Tetraiodide-Dianion-Bridged 3D Perovskite with Enhanced Conductivity via Interlayer Iodine Integration

Abstract

The formation of 3D cubic-phase perovskites is typically constrained by the size of the cation, leading to the emergence of 2D quantum well structures with large organic cation spacers. To overcome this limitation, we propose a novel method that uses molecular I₂ to link the interlayers of 2D perovskites, forming the I₄^2– anion. A 3D perovskite, (4ATHP)₂PbI₄·I₂ (4ATHP: 4-aminotetrahydropyran cation), was synthesized by controlling the usage of H₃PO₂. This compound features interlayers of inorganic components connected by molecular iodine, resulting in a 3D structure.

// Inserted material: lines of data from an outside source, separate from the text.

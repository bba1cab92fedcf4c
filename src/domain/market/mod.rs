// Daily price series domain
pub mod date_range;
pub mod ohlc;

pub use date_range::DateRange;
pub use ohlc::{DailyBar, OhlcRecord, OhlcSeries};
//! Fetch-then-compute pipeline for a single asset and date range.

use crate::application::market_data::{HistoryFetcher, MetricTable, MetricsEngine};
use crate::domain::errors::FetchError;
use crate::domain::market::{DateRange, OhlcSeries};
use tracing::{error, info};

/// Outcome of one pipeline run.
///
/// A failed fetch still produces a (empty) table; the failure is carried alongside.
#[derive(Debug)]
pub struct PipelineReport {
    pub table: MetricTable,
    pub fetch_error: Option<FetchError>,
}

impl PipelineReport {
    pub fn is_complete(&self) -> bool {
        self.fetch_error.is_none()
    }
}

pub struct MetricsPipeline {
    fetcher: HistoryFetcher,
    engine: MetricsEngine,
}

impl MetricsPipeline {
    pub fn new(fetcher: HistoryFetcher, engine: MetricsEngine) -> Self {
        Self { fetcher, engine }
    }

    pub async fn run(&self, asset: &str, range: DateRange) -> PipelineReport {
        let (series, fetch_error) = match self.fetcher.fetch(asset, range).await {
            Ok(series) => (series, None),
            Err(e) => {
                error!("Unable to fetch {} history for {}: {}", asset, range, e);
                (OhlcSeries::empty(), Some(e))
            }
        };

        let table = self.engine.compute(&series);
        let params = table.params();
        info!(
            "Computed metrics for {} rows (trailing {}d, forward {}d)",
            table.len(),
            params.trailing(),
            params.forward()
        );

        PipelineReport { table, fetch_error }
    }
}

#[cfg(test)]
mod tests {
    use super::*;
    use crate::application::market_data::WindowParams;
    use crate::infrastructure::mock::MockHistorySource;
    use chrono::NaiveDate;
    use std::sync::Arc;

    fn pipeline(source: MockHistorySource) -> MetricsPipeline {
        MetricsPipeline::new(
            HistoryFetcher::new(Arc::new(source)).with_page_size(7),
            MetricsEngine::new(WindowParams::new(7, 5).unwrap()),
        )
    }

    #[test]
    fn test_failed_fetch_yields_empty_table() {
        let start = NaiveDate::from_ymd_opt(2024, 1, 1).unwrap();
        let source = MockHistorySource::synthetic(start, 30).failing_on_call(1, 503);
        let range = DateRange::new(start, NaiveDate::from_ymd_opt(2024, 1, 30).unwrap()).unwrap();

        let report = tokio_test::block_on(pipeline(source).run("ETH", range));

        assert!(!report.is_complete());
        assert!(report.table.is_empty());
        assert_eq!(report.table.column_names().len(), 15);
        assert_eq!(report.fetch_error.and_then(|e| e.status()), Some(503));
    }

    #[test]
    fn test_successful_run() {
        let start = NaiveDate::from_ymd_opt(2024, 1, 1).unwrap();
        let source = MockHistorySource::synthetic(start, 30);
        let range = DateRange::new(start, NaiveDate::from_ymd_opt(2024, 1, 30).unwrap()).unwrap();

        let report = tokio_test::block_on(pipeline(source).run("ETH", range));

        assert!(report.is_complete());
        assert_eq!(report.table.len(), 30);
    }
}
//! Rolling-window analytics over a daily OHLC series.
//!
//! For each row the engine derives:
//! - the trailing high/low over the last `trailing` days (today included),
//!   how many rows ago it occurred and the close's % distance from it
//! - the forward high/low over the next `forward` days (today excluded)
//!   and the close's % distance from it

use super::rolling_extremum::{Extremum, forward_extremes, trailing_extremes};
use crate::domain::errors::MetricsError;
use crate::domain::market::{OhlcRecord, OhlcSeries};
use serde::{Deserialize, Serialize};

/// Window sizes, in days, that parameterize a metric table.
#[derive(Debug, Clone, Copy, PartialEq, Eq, Serialize, Deserialize)]
pub struct WindowParams {
    trailing: usize,
    forward: usize,
}

impl WindowParams {
    pub fn new(trailing: usize, forward: usize) -> Result<Self, MetricsError> {
        if trailing == 0 {
            return Err(MetricsError::ZeroWindow { window: "trailing" });
        }
        if forward == 0 {
            return Err(MetricsError::ZeroWindow { window: "forward" });
        }
        Ok(Self { trailing, forward })
    }

    pub fn trailing(&self) -> usize {
        self.trailing
    }

    pub fn forward(&self) -> usize {
        self.forward
    }
}

/// Look-back statistics for one row.
#[derive(Debug, Clone, Copy, PartialEq, Serialize)]
pub struct TrailingStats {
    pub high: f64,
    /// Rows between the trailing high and today; 0 when today sets it.
    pub days_since_high: usize,
    pub pct_from_high: Option<f64>,
    pub low: f64,
    pub days_since_low: usize,
    pub pct_from_low: Option<f64>,
}

/// Look-ahead statistics for one row. Missing on the last row.
#[derive(Debug, Clone, Copy, PartialEq, Serialize)]
pub struct ForwardStats {
    pub high: Option<f64>,
    pub pct_from_high: Option<f64>,
    pub low: Option<f64>,
    pub pct_from_low: Option<f64>,
}

#[derive(Debug, Clone, Copy, PartialEq, Serialize)]
pub struct MetricRow {
    pub record: OhlcRecord,
    pub trailing: TrailingStats,
    pub forward: ForwardStats,
}

impl MetricRow {
    /// Renders the row in `MetricTable::column_names` order; `None` is a missing value.
    pub fn cells(&self) -> Vec<Option<String>> {
        let r = &self.record;
        let t = &self.trailing;
        let f = &self.forward;
        vec![
            Some(r.date.format("%Y-%m-%d").to_string()),
            Some(r.open.to_string()),
            Some(r.high.to_string()),
            Some(r.low.to_string()),
            Some(r.close.to_string()),
            Some(t.high.to_string()),
            Some(t.days_since_high.to_string()),
            t.pct_from_high.map(|v| v.to_string()),
            Some(t.low.to_string()),
            Some(t.days_since_low.to_string()),
            t.pct_from_low.map(|v| v.to_string()),
            f.high.map(|v| v.to_string()),
            f.pct_from_high.map(|v| v.to_string()),
            f.low.map(|v| v.to_string()),
            f.pct_from_low.map(|v| v.to_string()),
        ]
    }
}

/// A series augmented with rolling metrics, plus the windows that produced it.
#[derive(Debug, Clone, PartialEq, Serialize)]
pub struct MetricTable {
    params: WindowParams,
    rows: Vec<MetricRow>,
}

impl MetricTable {
    pub fn params(&self) -> WindowParams {
        self.params
    }

    pub fn rows(&self) -> &[MetricRow] {
        &self.rows
    }

    pub fn len(&self) -> usize {
        self.rows.len()
    }

    pub fn is_empty(&self) -> bool {
        self.rows.is_empty()
    }

    /// Column headers with the window sizes embedded, e.g. `High_Last_7_Days`.
    pub fn column_names(&self) -> Vec<String> {
        let w1 = self.params.trailing;
        let w2 = self.params.forward;
        vec![
            "date".to_string(),
            "Open".to_string(),
            "High".to_string(),
            "Low".to_string(),
            "Close".to_string(),
            format!("High_Last_{w1}_Days"),
            format!("Days_Since_High_Last_{w1}_Days"),
            format!("%_Diff_From_High_Last_{w1}_Days"),
            format!("Low_Last_{w1}_Days"),
            format!("Days_Since_Low_Last_{w1}_Days"),
            format!("%_Diff_From_Low_Last_{w1}_Days"),
            format!("High_Next_{w2}_Days"),
            format!("%_Diff_From_High_Next_{w2}_Days"),
            format!("Low_Next_{w2}_Days"),
            format!("%_Diff_From_Low_Next_{w2}_Days"),
        ]
    }
}

/// Computes [`MetricTable`]s for a fixed pair of windows.
#[derive(Debug, Clone, Copy)]
pub struct MetricsEngine {
    params: WindowParams,
}

impl MetricsEngine {
    pub fn new(params: WindowParams) -> Self {
        Self { params }
    }

    pub fn params(&self) -> WindowParams {
        self.params
    }

    /// Augments every record of `series`. An empty series yields an empty table.
    pub fn compute(&self, series: &OhlcSeries) -> MetricTable {
        let highs = series.highs();
        let lows = series.lows();
        let trailing = self.params.trailing;
        let forward = self.params.forward;

        let trailing_highs = trailing_extremes(&highs, trailing, Extremum::Max);
        let trailing_lows = trailing_extremes(&lows, trailing, Extremum::Min);
        let forward_highs = forward_extremes(&highs, forward, Extremum::Max);
        let forward_lows = forward_extremes(&lows, forward, Extremum::Min);

        let rows = series
            .iter()
            .zip(trailing_highs)
            .zip(trailing_lows)
            .zip(forward_highs.into_iter().zip(forward_lows))
            .enumerate()
            .map(|(i, (((record, (high_idx, high)), (low_idx, low)), (next_high, next_low)))| {
                let close = record.close;
                MetricRow {
                    record: *record,
                    trailing: TrailingStats {
                        high,
                        days_since_high: i - high_idx,
                        pct_from_high: pct_diff(close, high),
                        low,
                        days_since_low: i - low_idx,
                        pct_from_low: pct_diff(close, low),
                    },
                    forward: ForwardStats {
                        high: next_high,
                        pct_from_high: next_high.and_then(|h| pct_diff(close, h)),
                        low: next_low,
                        pct_from_low: next_low.and_then(|l| pct_diff(close, l)),
                    },
                }
            })
            .collect();

        MetricTable {
            params: self.params,
            rows,
        }
    }
}

/// `(value - reference) / reference * 100`, missing when `reference` is zero.
pub fn pct_diff(value: f64, reference: f64) -> Option<f64> {
    if reference == 0.0 {
        return None;
    }
    Some((value - reference) / reference * 100.0)
}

With the incorporation of molecular iodine, the bandgap was significantly decreased to 1.76 eV compared to its analogous 2D perovskite (CHA)₂PbI₄ (CHA: cyclohexanaminium) with a bandgap of 2.29 eV. The conductivity increased by 3 orders of magnitude along the out-of-plane direction compared to (CHA)₂PbI₄, due to defect formation driven by the release of molecular iodine, which acted as a charge carrier. Transient photoconductivity increases while steady-state photoconductivity decreases over time. Additionally, the compound exhibits an extrinsic broadband emission. These findings demonstrate the direct impact of iodide ion oxidation into iodine on the photoelectrical properties of perovskite solar cells, specifically increasing the conductivity while decreasing the photoconductivity. Furthermore, this compound serves as a valuable model to explore the role of molecular iodine in perovskite solar cells.